Different Strokes for Different Quotes: What does "voted for tax cuts" really mean?

"What I find is it's hard for me to take critics seriously when they never say we do anything right. Sometimes we can do things right, and you'll never see it on that site."

-PolitiFact Editor Angie Drobnic Holan



Sometimes PolitiFact can do things right.

PolitiFact New York did something right recently that deserves mention because it's the correct way to journomalist:





PolitiFact added the Trump camp "did not get back to us with information supporting his claim, so we can't say for sure what he was talking about in his endorsement."

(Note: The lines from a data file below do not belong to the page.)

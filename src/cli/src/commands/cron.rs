//! Cron job commands.

use anyhow::{Context, Result};
use clap::Subcommand;
use serde_json::Value;

use crate::client::ApiClient;
use crate::output::{print_json, print_ok, print_table, OutputFormat};

#[derive(Subcommand)]
pub enum CronCommands {
    /// Register a cron job from a JSON file
    Add { file: String },
    /// List registered cron jobs
    List,
    /// Remove a cron job
    Remove { id: String },
}

pub async fn run(client: &ApiClient, format: OutputFormat, cmd: CronCommands) -> Result<()> {
    match cmd {
        CronCommands::Add { file } => {
            let raw = std::fs::read_to_string(&file).with_context(|| format!("reading {file}"))?;
            let body: Value = serde_json::from_str(&raw).with_context(|| format!("parsing {file}"))?;
            let data = client.post("/api/cron/jobs", &body).await?;
            print_ok(&format!("job id {}", data["id"].as_str().unwrap_or("?")));
        }
        CronCommands::List => {
            let data = client.get("/api/cron/jobs").await?;
            match format {
                OutputFormat::Json => print_json(&data),
                OutputFormat::Table => {
                    print_table(&data, &["id", "name", "spec", "target_type", "enabled", "next_time_ms"])
                }
            }
        }
        CronCommands::Remove { id } => {
            client.delete(&format!("/api/cron/jobs/{id}")).await?;
            print_ok("removed");
        }
    }
    Ok(())
}
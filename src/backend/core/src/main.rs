//! TaskHub server entry point.

use std::net::SocketAddr;
use std::sync::Arc;

use taskhub_core::api;
use taskhub_core::app::TaskHub;
use taskhub_core::config::Config;
use taskhub_core::execution::ReqwestSender;
use taskhub_core::store::SqliteStore;

#[tokio::main]
async fn main() -> anyhow::Result<()> {
    dotenvy::dotenv().ok();

    tracing_subscriber::fmt()
        .with_env_filter(
            tracing_subscriber::EnvFilter::try_from_default_env()
                .unwrap_or_else(|_| tracing_subscriber::EnvFilter::new("info")),
        )
        .init();

    let config = Config::load().unwrap_or_else(|e| {
        eprintln!("Warning: could not load config: {e}. Using defaults.");
        let mut cfg = Config::default();
        cfg.apply_env_overrides();
        cfg
    });

    tracing::info!(version = env!("CARGO_PKG_VERSION"), "starting taskhub server");

    let store = match &config.database.migrations_dir {
        Some(dir) => Arc::new(SqliteStore::open_with_migrations_dir(&config.database.db_path, dir).await?),
        None => Arc::new(SqliteStore::open(&config.database.db_path).await?),
    };
    tracing::info!(db = %config.database.db_path, "database ready");

    let hub = TaskHub::new(config.clone(), store.clone(), store, Arc::new(ReqwestSender));
    hub.start();

    let app = api::build_router(hub.clone());
    let addr: SocketAddr = format!("{}:{}", config.server.host, config.server.port).parse()?;
    tracing::info!(address = %addr, "starting http server");

    let listener = tokio::net::TcpListener::bind(addr).await?;
    axum::serve(listener, app).with_graceful_shutdown(shutdown_signal()).await?;

    hub.shutdown().await;
    tracing::info!("server shutdown complete");
    Ok(())
}

/// Wait for Ctrl+C or SIGTERM.
async fn shutdown_signal() {
    let ctrl_c = async {
        tokio::signal::ctrl_c().await.expect("failed to install Ctrl+C handler");
    };

    #[cfg(unix)]
    let terminate = async {
        tokio::signal::unix::signal(tokio::signal::unix::SignalKind::terminate())
            .expect("failed to install signal handler")
            .recv()
            .await;
    };

    #[cfg(not(unix))]
    let terminate = std::future::pending::<()>();

    tokio::select! {
        _ = ctrl_c => {},
        _ = terminate => {},
    }

    tracing::info!("shutdown signal received");
}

PolitiFact noted that Trump tweeted about the Tax Cuts and Jobs Act "four other times in May" but acknowledged Trump did not reference that law in the tweet it fact checked.

In our view this is the correct approach.

We think a persuasive argument could be made that Trump inaccurately implied Donovan was a Tax Cut and Jobs Act supporter, but that argument belongs on the editorial page, not in a fact check. PolitiFact examined the claim Trump made without inventing assumptions about what he meant or what he was implying. In this case PolitiFact stuck to the facts.

Notwithstanding our longtime opposition to rating facts on a sliding scale, we think PolitiFact did this one right and we're happy to point it out.


The Other Guy

Readers may wonder "How could a fact checker screw this one up?" Donovan had a documented history of voting for tax cuts, and Trump's claim was not only unambiguous but also easy to check.

How could a serious fact checker get this wrong?







When the Washington Post's unabashed Trump basher/unbiased truthsayer tweeted that "fact checkers sometimes disagree" we were curious. PolitiFact rated Trump's tweet as accurate, while Kessler deemed the exact same tweet false. How can that be?

As it turns out the two fact checkers aren't disagreeing at all.

PolitiFact correctly identified the claim Trump made and ruled based on his actual words. Kessler invented a claim and then gave Trump a false rating for his own fantasy. The fact checkers aren't disagreeing because they're not checking the same claim.

Kessler says Trump's claim that Donovan "voted for tax cuts" is false because "Donovan voted against Trump's tax cut three times." For those of you that aren't experts in journalism or logic, voting against the Tax Cut and Jobs Act does not negate the fact that Donovan has previously voted for other tax cuts.

As far as we can tell, Kessler offered no justification for calling Trump's claim false other than Donovan's opposition to the 2017 tax bill.

Kessler's reasoning here is flatly wrong. And if one wanted to treat Kessler with the same painful pedantry as he applies to Trump in his chart, one could note there's no such thing as "Trump's tax cuts" because only Congress can pass tax bills.

Petty word games aside, this "disagreement" among fact checkers affirms that our fact-divining betters are neither scientific agents of truth nor objective determiners of evidence. When a fact checker can substitute a person's actual words for their own interpretation of what that person meant it counts as commentary, not an adjudication of facts.

Kudos to PolitiFact New York for taking the correct approach. Sometimes PolitiFact can do things right.